Ammar Kalia 

In over your head: how to master Instagram’s favourite pose – the headstand

Celebrities from Duncan Bannatyne to Fearne Cotton have been posting pictures of their advanced yoga moves – but these precarious positions need a bit of preparation
  
  

When you’re over your head ... a yogic headstand.
When you’re over your head ... a yogic headstand. Photograph: fizkes/Getty Images/iStockphoto

Instagram has long been filled with fitness crazes, from urban parkour to HIIT workouts and even the chair challenge – a feat of core strength that involves climbing under and over a chair without once touching the floor.
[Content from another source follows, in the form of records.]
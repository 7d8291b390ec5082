//! Resolves a provider-reported identifier to the stored message.
//!
//! SendGrid reports ids like `<abc123.filter0001.12345@mail.example.com>`
//! while the send response carried only `abc123`. The normalized form cuts
//! at the first `@`, then at the first `.`, then trims angle brackets. On
//! ids without those characters it is a no-op.

use crate::domain::{Entity, Message};
use crate::store::{Store, StoreError, StoreResult};

pub fn normalize_external_id(raw: &str) -> &str {
    let id = raw.split('@').next().unwrap_or(raw);
    let id = id.split('.').next().unwrap_or(id);
    id.trim_matches(&['<', '>'][..])
}

/// First message (in list order) whose `external_id` equals the normalized
/// or the raw identifier. Empty ids never match.
pub fn match_message<'a>(messages: &'a [Message], reported: &str) -> Option<&'a Message> {
    let normalized = normalize_external_id(reported);
    messages.iter().find(|m| {
        !m.external_id.is_empty() && (m.external_id == normalized || m.external_id == reported)
    })
}

#[derive(Clone)]
pub struct MessageMatcher {
    store: Store,
}

impl MessageMatcher {
    pub fn new(store: Store) -> Self {
        Self { store }
    }

    /// Soft-deleted messages are not candidates.
    pub async fn find(&self, reported: &str) -> StoreResult<Message> {
        let messages: Vec<Message> = self
            .store
            .messages
            .list()
            .await?
            .into_iter()
            .filter(|m| !m.is_deleted())
            .collect();

        match match_message(&messages, reported) {
            Some(message) => {
                tracing::debug!(
                    message_id = %message.id,
                    reported = %reported,
                    "Matched callback to message"
                );
                Ok(message.clone())
            }
            None => Err(StoreError::not_found::<Message>(reported)),
        }
    }
}

#[cfg(test)]
mod tests {
    use super::*;

    fn stored(id: &str, external_id: &str) -> Message {
        Message {
            id: id.to_string(),
            external_id: external_id.to_string(),
            ..Default::default()
        }
    }

    #[test]
    fn test_normalize_external_id() {
        assert_eq!(
            normalize_external_id("<abc123.filter0001.12345@mail.example.com>"),
            "abc123"
        );
        assert_eq!(normalize_external_id("<abc123@smtp.sendgrid.net>"), "abc123");
        assert_eq!(normalize_external_id("abc123"), "abc123");
        assert_eq!(normalize_external_id("SM0123"), "SM0123");
    }

    #[test]
    fn test_wrapped_and_raw_ids_resolve_to_same_message() {
        let messages = vec![stored("m0", "zzz"), stored("m1", "abc123")];

        let wrapped = match_message(&messages, "<abc123.filter0001.12345@mail.example.com>");
        let raw = match_message(&messages, "abc123");

        assert_eq!(wrapped.map(|m| m.id.as_str()), Some("m1"));
        assert_eq!(raw.map(|m| m.id.as_str()), Some("m1"));
    }

    #[test]
    fn test_raw_fallback_when_stored_id_has_dots() {
        let messages = vec![stored("m1", "sg.42.x")];
        assert_eq!(
            match_message(&messages, "sg.42.x").map(|m| m.id.as_str()),
            Some("m1")
        );
    }

    #[test]
    fn test_first_match_wins_and_empty_ids_ignored() {
        let messages = vec![stored("push", ""), stored("a", "dup"), stored("b", "dup")];

        assert_eq!(match_message(&messages, "dup").map(|m| m.id.as_str()), Some("a"));
        assert!(match_message(&messages, "<@x>").is_none());
    }

    #[tokio::test]
    async fn test_find_skips_deleted_messages() {
        let store = Store::memory();
        let gone = store.messages.create(stored("m1", "abc123")).await.unwrap();
        store.messages.delete(&gone.id).await.unwrap();
        let matcher = MessageMatcher::new(store);

        let err = matcher.find("abc123").await.unwrap_err();
        assert!(err.is_not_found());
    }
}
Not to be outdone, celebrities are embarking on a new craze – taking photographs of themselves upside down in headstands and handstands, with everyone from 70-year-old Dragon Duncan Bannatyne to TV presenter Fearne Cotton getting involved.

Otherwise known as inversions, headstands and handstands are a key part of advanced yoga practice, but when performed incorrectly they can have damaging consequences, up to and including causing a stroke.“Instagram is full of peak-level poses,” says Anna Taylor, a yoga teacher. “Something like a headstand really needs to be built up to, so you’re not crushing your shoulders. It might not be one for office workers who have bad back alignment.”
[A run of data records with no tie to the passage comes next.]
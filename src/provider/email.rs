//! SendGrid email adapter.

use async_trait::async_trait;
use reqwest::Client;
use serde_json::{json, Value};

use crate::config::SendGridConfig;
use crate::domain::{Message, MessageKind};

use super::{require, MessageAdapter, ProviderError, ProviderKind};

const MESSAGE_ID_HEADER: &str = "x-message-id";

/// A fully specified outbound email.
#[derive(Debug, Clone)]
pub struct OutboundEmail<'a> {
    pub to_email: &'a str,
    pub to_name: Option<&'a str>,
    pub subject: &'a str,
    pub plain_text: &'a str,
    /// Falls back to `plain_text` when absent
    pub html: Option<&'a str>,
}

/// Sends email through the SendGrid v3 mail API.
pub struct EmailAdapter {
    http: Client,
    api_key: String,
    from_email: String,
    from_name: String,
    base_url: String,
}

impl EmailAdapter {
    /// Returns `None` unless both the API key and sender address are set.
    pub fn from_config(config: &SendGridConfig, http: Client) -> Option<Self> {
        let api_key = non_blank(config.api_key.as_deref())?;
        let from_email = non_blank(config.from_email.as_deref())?;

        Some(Self {
            http,
            api_key,
            from_email,
            from_name: config.from_name.clone(),
            base_url: config.base_url.trim_end_matches('/').to_string(),
        })
    }

    /// Send one email and return SendGrid's message id.
    #[tracing::instrument(name = "sendgrid.send", skip(self, email), fields(to = %email.to_email))]
    pub async fn send_email(&self, email: OutboundEmail<'_>) -> Result<String, ProviderError> {
        let response = self
            .http
            .post(format!("{}/v3/mail/send", self.base_url))
            .bearer_auth(&self.api_key)
            .json(&self.request_body(&email))
            .send()
            .await
            .map_err(|source| ProviderError::Transport {
                provider: ProviderKind::SendGrid,
                source,
            })?;

        let status = response.status();
        if !status.is_success() {
            let body = response.text().await.unwrap_or_default();
            return Err(ProviderError::Gateway {
                provider: ProviderKind::SendGrid,
                status: status.as_u16(),
                body,
            });
        }

        let message_id = response
            .headers()
            .get(MESSAGE_ID_HEADER)
            .and_then(|v| v.to_str().ok())
            .unwrap_or_default()
            .to_string();

        if message_id.is_empty() {
            tracing::warn!("SendGrid accepted the email without a message id header");
        }

        Ok(message_id)
    }

    fn request_body(&self, email: &OutboundEmail<'_>) -> Value {
        let mut recipient = json!({ "email": email.to_email });
        if let Some(name) = email.to_name.filter(|n| !n.trim().is_empty()) {
            recipient["name"] = json!(name);
        }

        json!({
            "personalizations": [{ "to": [recipient] }],
            "from": { "email": self.from_email, "name": self.from_name },
            "subject": email.subject,
            "content": [
                { "type": "text/plain", "value": email.plain_text },
                { "type": "text/html", "value": email.html.unwrap_or(email.plain_text) },
            ],
        })
    }
}

#[async_trait]
impl MessageAdapter for EmailAdapter {
    fn provider(&self) -> ProviderKind {
        ProviderKind::SendGrid
    }

    fn validate(&self, message: &Message) -> Result<(), ProviderError> {
        require(&message.destination, "destination (email)")?;
        if !message.destination.contains('@') {
            return Err(ProviderError::invalid("invalid email format for destination"));
        }
        require(
            message.subject.as_deref().unwrap_or_default(),
            "subject for email messages",
        )?;
        require(&message.content, "content")
    }

    async fn send(&self, message: &mut Message) -> Result<String, ProviderError> {
        message.kind = Some(MessageKind::Email);
        self.validate(message)?;

        self.send_email(OutboundEmail {
            to_email: &message.destination,
            to_name: None,
            subject: message.subject.as_deref().unwrap_or_default(),
            plain_text: &message.content,
            html: None,
        })
        .await
    }
}

fn non_blank(value: Option<&str>) -> Option<String> {
    value
        .map(str::trim)
        .filter(|v| !v.is_empty())
        .map(str::to_string)
}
In order to perform a headstand, your core strength needs to be built up through poses including the plank, dolphin plank (where you keep your forearms on the floor) and downward dog poses, according to yoga teacher Sarah Scharf. “For a complete beginner, it might take anything up to six months to build your strength properly with other poses,” she says. “Then, when you feel ready, I would start with a handstand against a wall, or using props that take the weight off your neck. Always make sure you’re practising with an experienced friend or instructor.”
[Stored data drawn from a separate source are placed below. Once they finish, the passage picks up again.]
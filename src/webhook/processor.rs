use std::collections::HashMap;

use serde::Serialize;

use crate::domain::{Entity, MessageStatus};
use crate::error::Result;
use crate::metrics::{StoreMetrics, WebhookMetrics};
use crate::provider::ProviderKind;
use crate::store::{Store, StoreResult};

use super::normalizer::{normalize_generic, normalize_sendgrid, normalize_twilio_form};
use super::{GenericWebhook, MessageMatcher, SendGridEvent, StatusUpdate};

/// Outcome of one SendGrid batch
#[derive(Debug, Clone, Copy, PartialEq, Eq, Serialize)]
pub struct BatchSummary {
    pub processed: usize,
    pub total: usize,
}

/// Turns provider callbacks into status rows.
#[derive(Clone)]
pub struct WebhookProcessor {
    store: Store,
    matcher: MessageMatcher,
}

impl WebhookProcessor {
    pub fn new(store: Store) -> Self {
        Self {
            matcher: MessageMatcher::new(store.clone()),
            store,
        }
    }

    /// Apply every event independently. Unmapped events, unknown messages
    /// and store failures are skipped and do not count as processed.
    #[tracing::instrument(name = "webhook.sendgrid", skip(self, events), fields(total = events.len()))]
    pub async fn process_sendgrid(&self, events: &[SendGridEvent]) -> BatchSummary {
        let provider = ProviderKind::SendGrid.name();
        WebhookMetrics::record_received(provider);

        let mut processed = 0;
        for event in events {
            let update = match normalize_sendgrid(event) {
                Ok(Some(update)) => update,
                Ok(None) => {
                    tracing::debug!(event = %event.event, "Ignoring untracked SendGrid event");
                    WebhookMetrics::record_skipped(provider, "unmapped");
                    continue;
                }
                Err(e) => {
                    tracing::warn!(event = %event.event, error = %e, "SendGrid event without message id");
                    WebhookMetrics::record_skipped(provider, "missing_id");
                    continue;
                }
            };

            match self.apply(&update).await {
                Ok(_) => processed += 1,
                Err(e) if e.is_not_found() => {
                    tracing::warn!(external_id = %update.external_id, "No message for SendGrid event");
                    WebhookMetrics::record_skipped(provider, "not_found");
                }
                Err(e) => {
                    tracing::error!(external_id = %update.external_id, error = %e, "Failed to record SendGrid event");
                    WebhookMetrics::record_skipped(provider, "store_error");
                }
            }
        }

        tracing::info!(processed, total = events.len(), "SendGrid batch processed");
        BatchSummary {
            processed,
            total: events.len(),
        }
    }

    /// Form-encoded Twilio status callback.
    ///
    /// `Ok(None)` when the gateway status has no canonical counterpart; the
    /// callback is acknowledged without recording anything.
    #[tracing::instrument(name = "webhook.twilio", skip(self, fields))]
    pub async fn process_twilio_form(&self, fields: &HashMap<String, String>) -> Result<Option<MessageStatus>> {
        WebhookMetrics::record_received(ProviderKind::Twilio.name());
        match normalize_twilio_form(fields)? {
            Some(update) => Ok(Some(self.apply(&update).await?)),
            None => {
                skip_unmapped(fields.get("MessageStatus").map(String::as_str).unwrap_or_default());
                Ok(None)
            }
        }
    }

    /// JSON status callback. Unmapped statuses are skipped as for the form.
    #[tracing::instrument(name = "webhook.generic", skip(self, body))]
    pub async fn process_generic(&self, body: &GenericWebhook) -> Result<Option<MessageStatus>> {
        WebhookMetrics::record_received(ProviderKind::Twilio.name());
        match normalize_generic(body)? {
            Some(update) => Ok(Some(self.apply(&update).await?)),
            None => {
                skip_unmapped(&body.status);
                Ok(None)
            }
        }
    }

    /// Match the update to its message and append a status row.
    async fn apply(&self, update: &StatusUpdate) -> StoreResult<MessageStatus> {
        let message = self.matcher.find(&update.external_id).await?;

        let row = self
            .store
            .message_statuses
            .create(update.to_status(&message.id))
            .await
            .inspect_err(|_| StoreMetrics::record_error(MessageStatus::KIND))?;

        WebhookMetrics::record_status(row.status.as_str());
        tracing::info!(
            message_id = %message.id,
            status = %row.status,
            external_id = %update.external_id,
            "Delivery status recorded"
        );
        Ok(row)
    }
}

fn skip_unmapped(raw_status: &str) {
    tracing::info!(status = %raw_status, "Ignoring untracked Twilio status");
    WebhookMetrics::record_skipped(ProviderKind::Twilio.name(), "unmapped");
}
When you are ready for a headstand, make sure your back is straight, your elbows are aligned with your shoulders, your forearms angled behind your head and your fingers interlaced around the back of your neck, says Adam Hocke, a yoga teacher. “There’s a real meditative focus to achieving the headstand,” he says. “It gives you a new perspective and it is calming to have the heart above the head.” Hocke cautions against kicking up into the pose too forcefully and placing too much weight directly on to the neck.

“These celebrity poses are a great way to get people into yoga,” Hocke says. “But I wish more accounts would show the basic poses and work that goes into achieving these inversions. You can get the same effect just by bringing your legs up against a wall. Anyone can do it and it shows that the hardest poses aren’t always the most beneficial.”